The following example reads all available monitoring entries:

$ ldapsearch \
 --hostname localhost \
 --port 1636 \
 --useSsl \
 --usePkcs12TrustStore /path/to/opendj/config/keystore \
 --trustStorePasswordFile /path/to/opendj/config/keystore.pin \
 --bindDN uid=monitor \
 --bindPassword password \
 --baseDN cn=monitor \
 "(&)"

The monitoring entries under cn=monitor reflect activity since the server started.

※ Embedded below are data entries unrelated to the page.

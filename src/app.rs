use crate::client::{ClientError, Outcome, Request};
use crate::models::{GameState, Question};

/// Request the game is waiting on.
#[derive(Debug, Clone, Copy, PartialEq, Eq)]
pub enum Pending {
    Verdict,
    Question,
}

pub struct App {
    pub state: GameState,
    question: Question,
    selected_option: usize,
    score: u32,
    pending: Option<Pending>,
}

impl App {
    pub fn new(question: Question) -> Self {
        Self {
            state: GameState::Running,
            question,
            selected_option: 0,
            score: 0,
            pending: None,
        }
    }

    pub fn current_question(&self) -> &Question {
        &self.question
    }

    pub fn selected_option(&self) -> usize {
        self.selected_option
    }

    // TODO: increment on a correct answer once the quizzer API confirms that
    // answers are scored.
    pub fn score(&self) -> u32 {
        self.score
    }

    pub fn pending(&self) -> Option<Pending> {
        self.pending
    }

    fn accepts_input(&self) -> bool {
        self.state == GameState::Running && self.pending.is_none()
    }

    pub fn select_next_option(&mut self) {
        if !self.accepts_input() {
            return;
        }
        let num_choices = self.question.num_choices();
        self.selected_option = (self.selected_option + 1) % num_choices;
    }

    pub fn select_previous_option(&mut self) {
        if !self.accepts_input() {
            return;
        }
        let num_choices = self.question.num_choices();
        self.selected_option = (self.selected_option + num_choices - 1) % num_choices;
    }

    /// Submit the selected option. Returns the request to send, if any.
    pub fn submit_answer(&mut self) -> Option<Request> {
        if !self.accepts_input() {
            return None;
        }
        self.pending = Some(Pending::Verdict);
        Some(Request::CheckAnswer {
            question_id: self.question.id().to_string(),
            selected_index: self.selected_option,
        })
    }

    /// Apply the API's verdict on the submitted answer. A correct answer asks
    /// for the next question; a wrong one changes nothing.
    pub fn answer_checked(&mut self, is_correct: bool) -> Option<Request> {
        if self.pending != Some(Pending::Verdict) {
            tracing::warn!("ignoring verdict nobody asked for");
            return None;
        }

        if is_correct {
            self.pending = Some(Pending::Question);
            Some(Request::FetchQuestion)
        } else {
            self.pending = None;
            None
        }
    }

    pub fn question_received(&mut self, question: Question) {
        if self.pending != Some(Pending::Question) {
            tracing::warn!(id = question.id(), "ignoring question nobody asked for");
            return;
        }

        self.question = question;
        self.selected_option = 0;
        self.pending = None;
    }

    /// Feed a finished request back into the game. Returns the follow-up
    /// request, if any; client errors are passed through untouched.
    pub fn apply(&mut self, outcome: Outcome) -> Result<Option<Request>, ClientError> {
        match outcome {
            Outcome::Verdict(result) => Ok(self.answer_checked(result?)),
            Outcome::Question(result) => {
                self.question_received(result?);
                Ok(None)
            }
        }
    }

    pub fn quit(&mut self) {
        self.state = GameState::GameOver;
    }

    pub fn is_over(&self) -> bool {
        self.state == GameState::GameOver
    }
}
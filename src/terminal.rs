use std::io::{self, Stdout};
use std::ops::{Deref, DerefMut};
use std::panic;
use std::sync::Once;

use crossterm::{
    ExecutableCommand,
    terminal::{EnterAlternateScreen, LeaveAlternateScreen, SetTitle, disable_raw_mode, enable_raw_mode},
};
use ratatui::{Terminal, backend::CrosstermBackend};

pub type AppTerminal = Terminal<CrosstermBackend<Stdout>>;

pub const TITLE: &str = "Quiz Game";

/// The terminal, taken over for the lifetime of the value.
///
/// Raw mode and the alternate screen are released when the session is
/// dropped, and by the panic hook if the program panics first.
pub struct Session {
    terminal: AppTerminal,
}

impl Session {
    pub fn start() -> io::Result<Self> {
        let terminal = init()?;
        tracing::debug!("terminal session started");
        Ok(Self { terminal })
    }
}

impl Deref for Session {
    type Target = AppTerminal;

    fn deref(&self) -> &Self::Target {
        &self.terminal
    }
}

impl DerefMut for Session {
    fn deref_mut(&mut self) -> &mut Self::Target {
        &mut self.terminal
    }
}

impl Drop for Session {
    fn drop(&mut self) {
        if let Err(e) = restore() {
            tracing::warn!("failed to restore terminal: {}", e);
        }
        tracing::debug!("terminal session ended");
    }
}

pub fn init() -> io::Result<AppTerminal> {
    setup_panic_hook();
    enable_raw_mode()?;

    let terminal = io::stdout()
        .execute(EnterAlternateScreen)
        .and_then(|stdout| stdout.execute(SetTitle(TITLE)))
        .and_then(|_| Terminal::new(CrosstermBackend::new(io::stdout())));

    release_on_err(terminal, restore)
}

/// Undo a partial takeover when setup fails half way, keeping the setup error.
fn release_on_err<T>(result: io::Result<T>, release: impl FnOnce() -> io::Result<()>) -> io::Result<T> {
    if result.is_err() {
        let _ = release();
    }
    result
}

pub fn restore() -> io::Result<()> {
    disable_raw_mode()?;
    io::stdout().execute(LeaveAlternateScreen)?;
    Ok(())
}

fn setup_panic_hook() {
    static HOOK: Once = Once::new();

    HOOK.call_once(|| {
        let original_hook = panic::take_hook();
        panic::set_hook(Box::new(move |panic_info| {
            let _ = disable_raw_mode();
            let _ = io::stdout().execute(LeaveAlternateScreen);
            original_hook(panic_info);
        }));
    });
}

Many different types of metrics are exposed. For details, see LDAP Metrics Reference.

Monitor Privilege

The following example assigns the required privilege to Kirsten Vaughan's entry to read monitoring data, and shows monitoring information for the backend holding Example.com data:

$ ldapmodify \
 --hostname localhost \
 --port 1636 \
 --useSsl \
 --usePkcs12TrustStore /path/to/opendj/config/keystore \
 --trustStorePasswordFile /path/to/opendj/config/keystore.pin \
 --bindDN uid=admin \
 --bindPassword password << EOF
dn: uid=kvaughan,ou=People,dc=example,dc=com
changetype: modify
add: ds-privilege-name
ds-privilege-name: monitor-read
EOF
$ ldapsearch \
 --hostname localhost \
 --port 1636 \
 --useSsl \
 --usePkcs12TrustStore /path/to/opendj/config/keystore \
 --trustStorePasswordFile /path/to/opendj/config/keystore.pin \
 --bindDN uid=kvaughan,ou=People,dc=example,dc=com \
 --bindPassword bribery \
 --baseDN cn=monitor \
 "(ds-cfg-backend-id=dsEvaluation)"
dn: ds-cfg-backend-id=dsEvaluation,cn=backends,cn=monitor
ds-mon-backend-is-private: false
ds-mon-backend-entry-count: <count>
ds-mon-backend-writability-mode: enabled
ds-mon-backend-degraded-index-count: <count>
ds-mon-backend-ttl-is-running: <boolean>
ds-mon-backend-ttl-last-run-time: <timestamp>
ds-mon-backend-ttl-thread-count: <count>
ds-mon-backend-ttl-queue-size: <size>
ds-mon-backend-ttl-entries-deleted: <summary>
ds-mon-backend-filter-use-start-time: <timestamp>
ds-mon-backend-filter-use-indexed: <count>
ds-mon-backend-filter-use-unindexed: <count>
ds-mon-db-version: <version>
ds-mon-db-cache-evict-internal-nodes-count: <count>
ds-mon-db-cache-evict-leaf-nodes-count: <count>
ds-mon-db-cache-total-tries-internal-nodes: <count>
ds-mon-db-cache-total-tries-leaf-nodes: <count>
ds-mon-db-cache-misses-internal-nodes: <count>
ds-mon-db-cache-misses-leaf-nodes: <count>
ds-mon-db-cache-size-active: <size>
ds-mon-db-log-size-active: <size>
ds-mon-db-log-cleaner-file-deletion-count: <count>
ds-mon-db-log-utilization-min: <percentage>
ds-mon-db-log-utilization-max: <percentage>
ds-mon-db-log-size-total: <size>
ds-mon-db-log-files-open: <count>
ds-mon-db-log-files-opened: <count>
ds-mon-db-checkpoint-count: <count>
objectClass: top
objectClass: ds-monitor
objectClass: ds-monitor-backend
objectClass: ds-monitor-backend-pluggable
objectClass: ds-monitor-backend-db
ds-cfg-backend-id: dsEvaluation

Server Health (LDAP)

Anonymous clients can monitor the health status of the DS server by reading the alive attribute of the root DSE:

$ ldapsearch \
 --hostname localhost \
 --port 1636 \
 --useSsl \
 --usePkcs12TrustStore /path/to/opendj/config/keystore \
 --trustStorePasswordFile /path/to/opendj/config/keystore.pin \
 --baseDN "" \
 --searchScope base \
 "(&)" \
 alive
dn: 
alive: true

When alive is true, the server's internal tests have not found any errors requiring administrative action. When it is false, fix the errors and either restart or replace the server.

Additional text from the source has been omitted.